Kyle's mother had been at her wit's end over his tantrums, but when her son grew sedated, overweight, and started drooling, her fears turned instead to the drugs' effects on his altered personality. "All I had was a medicated little boy," she is quoted as saying. "I didn't have my son. It's like, you'd look into his eyes and you would just see just blankness."

Before focusing on each example, let's look for a moment at the broader picture both represent.

"More than 500,000 children and adolescents in America are now taking antipsychotic drugs," Wilson reports, "according to a September 2009 report by the Food and Drug Administration. Their use is growing not only among older teenagers, when schizophrenia is believed to emerge, but also among tens of thousands of preschoolers."

He continues, "A Columbia University study recently found a doubling of the rate of prescribing antipsychotic drugs for privately insured 2- to 5-year-olds from 2000 to 2007. Only 40 percent of them had received a proper mental health assessment, violating practice standards from the American Academy of Child and Adolescent Psychiatry."

"There are too many children getting on too many of these drugs too soon," according to Dr. Mark Olfson, professor of clinical psychiatry and lead researcher in the government-financed study. Adds Dr. Ben Vitiello, chief of child and adolescent treatment and preventive research at the National Institute of Mental Health, "This is a recent phenomenon, in large part driven by the misperception that these agents [antipsychotics] are safe and well tolerated."

"Texas Medicaid data obtained by the New York Times," notes Wilson, "showed a record $96 million was spent last year on antipsychotic drugs for teenagers and children--including three unidentified infants who were given the drugs before their first birthdays." That data should be viewed alongside a 2009 report by Florida's St. Petersburg Times, which found that in 2007 23 infants in the state, less than one year old, had been prescribed antipsychotics through Medicaid.

The same year, and through the same program, no less than 39 one-year-olds in Florida were prescribed the same medication, with the numbers rising each year the children aged, all the way to 1,801 five-year-olds. In 2008, after the state began requiring approval for such prescriptions for children under the age of six, the numbers dropped significantly, but still remained disturbingly high: 5 one-year-olds were prescribed the drugs; and 26 two-year-olds; all the way to 437 five-year-olds. Indeed, according to Wilson's article, "a Rutgers University study last year found that children from low-income families, like Kyle, were four times as likely as the privately insured to receive antipsychotic medicines."

Then there's the matter of Pharma throwing huge amounts of money at a largely untapped market.

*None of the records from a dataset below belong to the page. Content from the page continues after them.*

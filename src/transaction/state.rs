use std::sync::{Arc, Mutex};

use axum::extract::FromRef;
use rusqlite::Connection;

use crate::AppState;

/// The state needed by the lending pages and endpoints.
#[derive(Debug, Clone)]
pub struct LendingState {
    /// The local timezone as a canonical timezone name, e.g. "Pacific/Auckland".
    pub local_timezone: String,
    pub db_connection: Arc<Mutex<Connection>>,
}

impl FromRef<AppState> for LendingState {
    fn from_ref(state: &AppState) -> Self {
        Self {
            local_timezone: state.local_timezone.clone(),
            db_connection: state.db_connection.clone(),
        }
    }
}

#[cfg(test)]
pub(crate) fn get_test_state() -> LendingState {
    LendingState {
        local_timezone: "Etc/UTC".to_owned(),
        db_connection: Arc::new(Mutex::new(crate::test_utils::get_test_connection())),
    }
}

As Wilson notes, "Even the most reluctant prescribers encounter a marketing juggernaut that has made antipsychotics the nation's top-selling class of drugs by revenue, $14.6 billion last year, with prominent promotions aimed at treating children. In the waiting room of Kyle's original child psychiatrist, children played with Legos stamped with the word Risperdal, made by Johnson & Johnson. It has since lost its patent on the drug and stopped handing out the toys." (A photo of the toys in question appears below.)

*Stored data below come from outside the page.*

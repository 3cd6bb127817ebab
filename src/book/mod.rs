//! The library's book catalog.

mod create;
mod db;
mod domain;

pub use create::{create_book_endpoint, get_new_book_page};
pub use db::{
    create_book, create_book_table, get_all_books, get_book, issue_book, set_book_status,
};
pub(crate) use db::map_book_row;
pub use domain::{Book, BookId, BookStatus, NewBook};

"I will never, ever let my children be put on these drugs again," Kyle's mother is reported as saying as she chokes back tears. "I didn't realize what I was doing." Yet in the comments section for the article, facing intense criticism from readers, she insists that "early detection does work," despite clear evidence that both her son's behavioral problems and his medical side effects greatly improved when he was taken off the antipsychotic and antidepressant (he now takes Vyvanse for attention deficit). Indeed, as Wilson writes in the article: "Ms. Warren and Kyle's new doctors point to his remarkable progress--and a more common diagnosis for children of attention-deficit hyperactivity disorder--as proof that he should have never been prescribed such powerful drugs in the first place."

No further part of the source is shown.